29歳新人女性弁護士 超イケメンハイスペックな先輩に溺愛されちゃいました♡
「しかし、田森所長、随分溜め込んでたよね」

コインパーキングから発進し、府中市内の通りに出た。駅前ということもあり、バスや歩行者で交差点はごった返している。

「はい。
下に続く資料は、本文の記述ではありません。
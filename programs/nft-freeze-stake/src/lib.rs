pub mod account_structs;
/// # nft freeze stake - Freeze-in-place NFT Staking
///
/// ## Business Process Flow
///
/// 1. Initial Setup:
///    - Anyone creates the reward mint (`create_ft_mint`) and the NFT mint (`create_nft_mint`)
///    - Anyone creates the reward vault (`create_vault`), owned by the vault authority PDA
///    - The program upgrade authority funds the vault (`airdrop`)
///
/// 2. NFT Issuance:
///    - User creates associated token accounts for both mints
///    - User mints the single NFT (`mint_nft`)
///    - Mint authority is cleared (`change_auth`), fixing supply at one
///
/// 3. Staking Flow:
///    a. Stake:
///       - User records the stake (`stake`), the NFT never leaves the user's account
///       - User locks the NFT (`freeze_user`): freeze authority moves to the vault
///         authority PDA, which freezes the user's NFT account
///
///    b. Release:
///       - User unlocks the NFT (`unstake`), the vault authority thaws the account
///       - User returns the freeze authority to the NFT authority (`revoke`)
///
/// 4. Rewards:
///    - `disburse_rewards` pays 10 reward tokens per day of locked stake from the vault,
///      either while locked or once after unstaking for the closed period
///    - Never pays more than the vault holds
///
/// Every authority, mint, the vault and the stake record are PDAs derived from fixed
/// labels, so exactly one stake can be active at a time.
pub mod capability;
pub mod error;
pub mod events;
mod guard;
pub mod processor;
pub mod rewards;
pub mod state;

use account_structs::*;
use anchor_lang::prelude::*;

declare_id!("8DpveJnozSARWoBLhBQfNkJggxU24JiQ8mThM4TMvDjC");

#[program]
pub mod nft_freeze_stake {
    use super::*;

    /// Creates the reward token mint with the token authority PDA as mint authority.
    pub fn create_ft_mint(ctx: Context<CreateFtMint>, decimals: u8) -> Result<()> {
        processor::create_ft_mint(ctx, decimals)
    }

    /// Creates the zero-decimal NFT mint. The NFT authority PDA is both mint and
    /// freeze authority.
    pub fn create_nft_mint(ctx: Context<CreateNftMint>) -> Result<()> {
        processor::create_nft_mint(ctx)
    }

    /// Creates the reward pool token account owned by the vault authority PDA.
    pub fn create_vault(ctx: Context<CreateVault>) -> Result<()> {
        processor::create_vault(ctx)
    }

    /// Creates the caller's associated token account for the reward mint, if missing.
    pub fn create_users_tok_acc(ctx: Context<CreateUsersTokAcc>) -> Result<()> {
        processor::create_users_tok_acc(ctx)
    }

    /// Creates the caller's associated token account for the NFT mint, if missing.
    pub fn create_users_nft_acc(ctx: Context<CreateUsersNftAcc>) -> Result<()> {
        processor::create_users_nft_acc(ctx)
    }

    /// Mints `amount` whole reward tokens into the vault:
    /// - signer must be the program upgrade authority
    pub fn airdrop(ctx: Context<Airdrop>, amount: u64) -> Result<()> {
        processor::airdrop(ctx, amount)
    }

    /// Mints the single NFT into the caller's NFT account:
    /// - supply must still be zero
    /// - the NFT authority PDA must still hold mint authority
    pub fn mint_nft(ctx: Context<MintNft>) -> Result<()> {
        processor::mint_nft(ctx)
    }

    /// Clears the NFT mint authority for good.
    pub fn change_auth(ctx: Context<ChangeAuth>) -> Result<()> {
        processor::change_auth(ctx)
    }

    /// Records the caller's stake of the NFT they hold. The NFT stays in place and is
    /// still transferable until `freeze_user`.
    pub fn stake(ctx: Context<Stake>) -> Result<()> {
        processor::stake(ctx)
    }

    /// Locks the staked NFT:
    /// - caller must own the stake and the recorded NFT account, which must still hold the NFT
    /// - freeze authority moves to the vault authority PDA, which freezes the account
    /// - rewards accrue from here on
    pub fn freeze_user(ctx: Context<FreezeUser>) -> Result<()> {
        processor::freeze_user(ctx)
    }

    /// Thaws the NFT account and ends the cycle. Rewards stop accruing.
    pub fn unstake(ctx: Context<Unstake>) -> Result<()> {
        processor::unstake(ctx)
    }

    /// Hands the NFT freeze authority back from the vault authority to the NFT
    /// authority PDA once unstaked.
    pub fn revoke(ctx: Context<Revoke>) -> Result<()> {
        processor::revoke(ctx)
    }

    /// Pays what the current cycle has accrued minus what it already paid:
    /// - while locked, accrual runs up to now
    /// - after unstake, up to the unstake time
    /// - the whole amount or nothing, bounded by the vault balance
    pub fn disburse_rewards(ctx: Context<DisburseRewards>) -> Result<()> {
        processor::disburse_rewards(ctx)
    }
}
そうでしたね...」

深く追及してこない藤川の懐の深さにレイナは深謝した。

「今、行った事務所の所長だけど、田森所長の昔の同僚らしいよ」

田森法律事務所より規模の大きな事務所であり、十人ほどの所属があるということだ。生憎、所長は外出していたため、挨拶はできなかったが。

「そうなんですか。知りませんでした」

昔の同僚とはどういうことなのか。レイナは田森の経歴について、詳細を知らない。

「その様子だと、レイナはあまり田森所長について知らないみたいだね」

「あまりどころか、全く知らないですよ」

「そうか。本人は何も語らない感じ?」

「私が聞かないからかもしれませんね。藤川さんはご存知なんですか?」

「ご存知も何も、大学の先輩だからね」

ということは田森も一ツ山大学出身ということなのか。レイナは一ツ山大学に余程、ご縁があるようだ。